Tauromachie. Quand, à Floirac, la corrida avait repris après vingt-six ans d’interruption

La reprise de la corrida à Floirac après vingt-six ans d’interruption

Le 25 octobre 1987, la ville de Floirac a marqué un tournant dans l’histoire taurine française en organisant une corrida, vingt-six ans après la fermeture des arènes du Bouscat. Cette reprise a été entachée par des manifestations d’opposition, qui ont conduit à un débat judiciaire sur la légitimité de cette tradition.

Contexte juridique

À l’époque, les magistrats ont jugé que le délai de vingt-six ans ne suffisait pas à prouver l’interruption de la tradition taurine, condition nécessaire pour organiser des corridas à titre dérogatoire. Ce jugement a été confirmé par la cour d’appel de Bordeaux, qui a défini une tradition locale comme celle qui existe au sein d’un ensemble démographique partageant une culture commune et des aspirations similaires. Ce cadre a élargi la définition au-delà des limites de Bordeaux.

Histoire taurine de la Gironde

L’histoire de la tauromachie en Gironde est documentée dans l’ouvrage d’Antoine Briscadieux et de sa sœur Aude, intitulé « Bordeaux, capitale tauromachique, Histoire de la Gironde taurine », publié en 2020. La première corrida espagnole à Bordeaux a eu lieu en 1853, peu après celle de Bayonne. Au fil des ans, la corrida s’est implantée dans divers lieux, notamment à Caudéran en 1883 et à La Benatte en 1899.

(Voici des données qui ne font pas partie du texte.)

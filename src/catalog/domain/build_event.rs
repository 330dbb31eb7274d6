use super::category::Category;
use super::component::ComponentId;
use std::fmt;

/// Change notification emitted by every effective build mutation
#[derive(Debug, Clone, PartialEq, Eq)]
pub enum BuildEvent {
    /// A component was placed in a slot, possibly replacing another
    Selected {
        category: Category,
        component_id: ComponentId,
        replaced: Option<ComponentId>,
    },
    /// A filled slot was emptied
    Cleared {
        category: Category,
        component_id: ComponentId,
    },
    /// The whole build was emptied
    Reset { cleared: usize },
}

impl BuildEvent {
    /// Category affected by the event, `None` for a full reset
    pub fn category(&self) -> Option<Category> {
        match self {
            BuildEvent::Selected { category, .. } | BuildEvent::Cleared { category, .. } => {
                Some(*category)
            }
            BuildEvent::Reset { .. } => None,
        }
    }
}

impl fmt::Display for BuildEvent {
    fn fmt(&self, f: &mut fmt::Formatter<'_>) -> fmt::Result {
        match self {
            BuildEvent::Selected {
                category,
                component_id,
                replaced: Some(previous),
            } if previous == component_id => {
                write!(f, "{}: updated {}", category.display_name(), component_id)
            }
            BuildEvent::Selected {
                category,
                component_id,
                replaced: Some(previous),
            } => write!(
                f,
                "{}: replaced {} with {}",
                category.display_name(),
                previous,
                component_id
            ),
            BuildEvent::Selected {
                category,
                component_id,
                replaced: None,
            } => write!(f, "{}: selected {}", category.display_name(), component_id),
            BuildEvent::Cleared {
                category,
                component_id,
            } => write!(f, "{}: removed {}", category.display_name(), component_id),
            BuildEvent::Reset { cleared } => write!(f, "Build cleared ({} part(s) removed)", cleared),
        }
    }
}
/// Outbound ports (Driven ports) - Infrastructure interfaces
///
/// The application core reaches catalogs, the saved build, the console and
/// output destinations only through these traits.
pub mod build_observer;
pub mod build_store;
pub mod catalog_source;
pub mod output_presenter;
pub mod progress_reporter;
pub mod report_formatter;

pub use build_observer::BuildObserver;
pub use build_store::BuildStore;
pub use catalog_source::CatalogSource;
pub use output_presenter::OutputPresenter;
pub use progress_reporter::ProgressReporter;
pub use report_formatter::ReportFormatter;
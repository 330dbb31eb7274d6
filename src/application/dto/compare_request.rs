use crate::catalog::domain::Category;
use crate::shared::error::BuildError;
use crate::shared::Result;

/// Minimum number of components in a comparison
pub const MIN_COMPARED: usize = 2;

/// Request to compare components of one category side by side
#[derive(Debug, Clone, PartialEq, Eq)]
pub struct CompareRequest {
    pub category: Category,
    pub ids: Vec<String>,
}

impl CompareRequest {
    pub fn new(category: Category, ids: Vec<String>) -> Result<Self> {
        if ids.len() < MIN_COMPARED {
            return Err(BuildError::Validation {
                message: format!(
                    "Comparing needs at least {} component ids, got {}",
                    MIN_COMPARED,
                    ids.len()
                ),
            }
            .into());
        }
        Ok(Self { category, ids })
    }
}
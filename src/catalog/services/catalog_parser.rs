use crate::catalog::domain::{
    Catalog, Category, ComponentAttributes, ComponentId, ComponentRecord, Price,
};
use crate::shared::Result;
use anyhow::Context;
use serde_json::{Map, Value};

/// Source encoding of a catalog bundle
#[derive(Debug, Clone, Copy, PartialEq, Eq)]
pub enum CatalogFormat {
    /// A JSON array of records, or an object with a `components` array
    Json,
    /// `[[component]]` tables
    Toml,
}

impl CatalogFormat {
    pub fn extension(self) -> &'static str {
        match self {
            CatalogFormat::Json => "json",
            CatalogFormat::Toml => "toml",
        }
    }
}

/// CatalogParser - turns raw catalog bundles into validated [`Catalog`]s
///
/// The envelope (`id`, `name`, `brand`/`manufacturer`, `price`) is strict:
/// a record without an id or name, or with a negative price, fails the load.
/// Everything else is handed to the lenient attribute deserializers.
pub struct CatalogParser;

impl CatalogParser {
    pub fn parse(category: Category, content: &str, format: CatalogFormat) -> Result<Catalog> {
        let root = match format {
            CatalogFormat::Json => {
                serde_json::from_str::<Value>(content).context("Invalid JSON")?
            }
            CatalogFormat::Toml => {
                let value: toml::Value = toml::from_str(content).context("Invalid TOML")?;
                serde_json::to_value(value).context("Unsupported TOML value")?
            }
        };

        let items = Self::record_array(root, format)?;
        let mut records = Vec::with_capacity(items.len());
        for (index, item) in items.into_iter().enumerate() {
            let record = Self::parse_record(category, item)
                .with_context(|| format!("Record #{} is invalid", index + 1))?;
            records.push(record);
        }

        Catalog::new(category, records)
    }

    fn record_array(root: Value, format: CatalogFormat) -> Result<Vec<Value>> {
        let key = match format {
            CatalogFormat::Json => "components",
            CatalogFormat::Toml => "component",
        };
        match root {
            Value::Array(items) => Ok(items),
            Value::Object(mut map) => match map.remove(key) {
                Some(Value::Array(items)) => Ok(items),
                Some(_) => anyhow::bail!("'{}' must be an array of records", key),
                None if format == CatalogFormat::Toml => Ok(Vec::new()),
                None => anyhow::bail!("Catalog object has no '{}' array", key),
            },
            _ => anyhow::bail!("Catalog root must be an array of records"),
        }
    }

    fn parse_record(category: Category, item: Value) -> Result<ComponentRecord> {
        let Value::Object(mut fields) = item else {
            anyhow::bail!("Record must be an object");
        };

        let id = match fields.remove("id") {
            Some(Value::String(s)) => s,
            Some(Value::Number(n)) => n.to_string(),
            _ => anyhow::bail!("Missing 'id'"),
        };
        let id = ComponentId::new(id)?;

        let name = match fields.remove("name") {
            Some(Value::String(s)) if !s.trim().is_empty() => s.trim().to_string(),
            _ => anyhow::bail!("Record '{}' is missing 'name'", id),
        };

        let brand = Self::take_brand(&mut fields);
        let price = Self::take_price(&mut fields)
            .with_context(|| format!("Record '{}' has an invalid price", id))?;

        let attributes = ComponentAttributes::from_json(category, Value::Object(fields))
            .with_context(|| format!("Record '{}' has invalid attributes", id))?;

        Ok(ComponentRecord::new(id, name, brand, price, attributes))
    }

    /// `brand` wins over `manufacturer`; a missing brand is an empty string
    fn take_brand(fields: &mut Map<String, Value>) -> String {
        let manufacturer = fields.remove("manufacturer");
        match fields.remove("brand").or(manufacturer) {
            Some(Value::String(s)) => s.trim().to_string(),
            _ => String::new(),
        }
    }

    fn take_price(fields: &mut Map<String, Value>) -> Result<Option<Price>> {
        let amount = match fields.remove("price") {
            None | Some(Value::Null) => return Ok(None),
            Some(Value::Number(n)) => n
                .as_f64()
                .ok_or_else(|| anyhow::anyhow!("price is out of range"))?,
            Some(Value::String(s)) if s.trim().is_empty() => return Ok(None),
            Some(Value::String(s)) => s
                .trim()
                .trim_start_matches('$')
                .parse::<f64>()
                .with_context(|| format!("'{}' is not a number", s))?,
            Some(other) => anyhow::bail!("unexpected price value {}", other),
        };
        Ok(Some(Price::new(amount)?))
    }
}
use crate::application::read_models::component_view::{format_number, format_price};
use crate::application::read_models::{
    BuildSummary, CatalogPageView, ComparisonView, ComponentView, FacetSummary, FacetsView,
};
use crate::ports::outbound::ReportFormatter;
use crate::shared::Result;
use std::fmt::Write;

/// Attributes shown in the catalog table's spec column
const KEY_SPEC_LIMIT: usize = 3;

/// Placeholder for an empty cell
const EMPTY_CELL: &str = "-";

/// MarkdownFormatter adapter rendering read models as Markdown tables
pub struct MarkdownFormatter;

impl MarkdownFormatter {
    pub fn new() -> Self {
        Self
    }

    /// Escapes pipe characters and newlines for safe Markdown table rendering
    fn escape_cell(text: &str) -> String {
        text.replace('|', "\\|").replace('\n', " ")
    }

    fn table_header(output: &mut String, columns: &[&str]) {
        output.push_str("| ");
        output.push_str(&columns.join(" | "));
        output.push_str(" |\n|");
        for _ in columns {
            output.push_str("---|");
        }
        output.push('\n');
    }

    fn table_row(output: &mut String, cells: &[String]) {
        let escaped: Vec<String> = cells.iter().map(|c| Self::escape_cell(c)).collect();
        output.push_str("| ");
        output.push_str(&escaped.join(" | "));
        output.push_str(" |\n");
    }

    fn key_specs(component: &ComponentView) -> String {
        let specs: Vec<String> = component
            .attributes
            .iter()
            .take(KEY_SPEC_LIMIT)
            .map(|a| format!("{}: {}", a.label, a.value))
            .collect();
        if specs.is_empty() {
            EMPTY_CELL.to_string()
        } else {
            specs.join(", ")
        }
    }

    fn render_page_summary(output: &mut String, view: &CatalogPageView) {
        let page = &view.page;
        if page.items.is_empty() {
            let _ = writeln!(
                output,
                "No components on page {} ({} matching of {} total).\n",
                page.page, page.total_items, view.catalog_size
            );
            return;
        }
        let first = (page.page - 1) * page.page_size + 1;
        let last = first + page.items.len() - 1;
        let _ = writeln!(
            output,
            "Showing {}-{} of {} matching ({} total), sorted by {}, page {} of {}.\n",
            first,
            last,
            page.total_items,
            view.catalog_size,
            view.sort,
            page.page,
            page.total_pages
        );
    }

    fn render_facet_values(summary: &FacetSummary) -> String {
        match summary {
            FacetSummary::Range {
                min: Some(min),
                max: Some(max),
            } => format!("{} to {}", format_number(*min), format_number(*max)),
            FacetSummary::Range { .. } => EMPTY_CELL.to_string(),
            FacetSummary::Select { options } if options.is_empty() => EMPTY_CELL.to_string(),
            FacetSummary::Select { options } => options
                .iter()
                .map(|o| format!("{} ({})", o.value, o.count))
                .collect::<Vec<_>>()
                .join(", "),
            FacetSummary::Flag { yes, no } => format!("yes {} / no {}", yes, no),
        }
    }

    fn facet_kind(summary: &FacetSummary) -> &'static str {
        match summary {
            FacetSummary::Range { .. } => "range",
            FacetSummary::Select { .. } => "select",
            FacetSummary::Flag { .. } => "flag",
        }
    }

    fn render_build_notes(output: &mut String, summary: &BuildSummary) {
        if summary.selected_count() == 0 {
            return;
        }
        output.push_str("\n## Compatibility\n\n");
        if summary.notes.is_empty() {
            output.push_str("✅ No compatibility issues found.\n");
            return;
        }
        for note in &summary.notes {
            let _ = writeln!(output, "- ⚠️ {}", note);
        }
    }
}

impl Default for MarkdownFormatter {
    fn default() -> Self {
        Self::new()
    }
}

impl ReportFormatter for MarkdownFormatter {
    fn format_page(&self, view: &CatalogPageView) -> Result<String> {
        let mut output = String::new();
        let _ = writeln!(output, "# {} catalog\n", view.category.display_name());
        Self::render_page_summary(&mut output, view);

        if !view.active_filters.is_empty() {
            let _ = writeln!(output, "**Filters:** {}\n", view.active_filters.join("; "));
        }

        if view.page.items.is_empty() {
            return Ok(output);
        }

        Self::table_header(&mut output, &["ID", "Name", "Brand", "Price", "Key specs"]);
        for component in &view.page.items {
            Self::table_row(
                &mut output,
                &[
                    component.id.clone(),
                    component.name.clone(),
                    component.brand.clone(),
                    component.price_display(),
                    Self::key_specs(component),
                ],
            );
        }
        Ok(output)
    }

    fn format_facets(&self, view: &FacetsView) -> Result<String> {
        let mut output = String::new();
        let _ = writeln!(
            output,
            "# {} filters\n\n{} component(s) in the catalog.\n",
            view.category.display_name(),
            view.total_items
        );

        Self::table_header(&mut output, &["Field", "Label", "Kind", "Values", "Missing"]);
        for facet in &view.facets {
            Self::table_row(
                &mut output,
                &[
                    facet.field.clone(),
                    facet.label.clone(),
                    Self::facet_kind(&facet.summary).to_string(),
                    Self::render_facet_values(&facet.summary),
                    facet.missing.to_string(),
                ],
            );
        }
        Ok(output)
    }

    fn format_build(&self, summary: &BuildSummary) -> Result<String> {
        let mut output = String::new();
        output.push_str("# PC Build\n\n");

        Self::table_header(&mut output, &["Category", "Component", "Brand", "Price"]);
        for line in &summary.lines {
            let cells = match &line.component {
                Some(c) => [
                    line.label.clone(),
                    format!("{} ({})", c.name, c.id),
                    c.brand.clone(),
                    c.price_display(),
                ],
                None => [
                    line.label.clone(),
                    EMPTY_CELL.to_string(),
                    EMPTY_CELL.to_string(),
                    EMPTY_CELL.to_string(),
                ],
            };
            Self::table_row(&mut output, &cells);
        }

        let _ = write!(output, "\n**Total:** {}", format_price(Some(summary.total_price)));
        if summary.unpriced_parts > 0 {
            let _ = write!(output, " ({} part(s) without a price)", summary.unpriced_parts);
        }
        output.push('\n');

        if !summary.missing_categories.is_empty() {
            let missing: Vec<&str> = summary
                .missing_categories
                .iter()
                .map(|c| c.display_name())
                .collect();
            let _ = writeln!(output, "\n**Still needed:** {}", missing.join(", "));
        }

        Self::render_build_notes(&mut output, summary);
        Ok(output)
    }

    fn format_comparison(&self, view: &ComparisonView) -> Result<String> {
        let mut output = String::new();
        let _ = writeln!(output, "# {} comparison\n", view.category.display_name());
        if view.columns.is_empty() {
            return Ok(output);
        }

        let mut header = vec!["Spec".to_string()];
        header.extend(view.columns.iter().map(|c| format!("{} ({})", c.name, c.id)));
        let header_refs: Vec<&str> = header.iter().map(String::as_str).collect();
        Self::table_header(&mut output, &header_refs);

        for row in &view.rows {
            let mut cells = vec![row.label.clone()];
            cells.extend(
                row.values
                    .iter()
                    .map(|v| v.clone().unwrap_or_else(|| EMPTY_CELL.to_string())),
            );
            Self::table_row(&mut output, &cells);
        }
        Ok(output)
    }
}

Conséquences de la reprise

La reprise de la corrida à Floirac a relancé les débats sur la tauromachie en France, faisant émerger des tensions entre les partisans de cette tradition et les groupes anti-corrida. Ce contexte a également mis en lumière l’importance de la culture taurine dans la région, renforçant ainsi les liens entre la ville et son héritage culturel.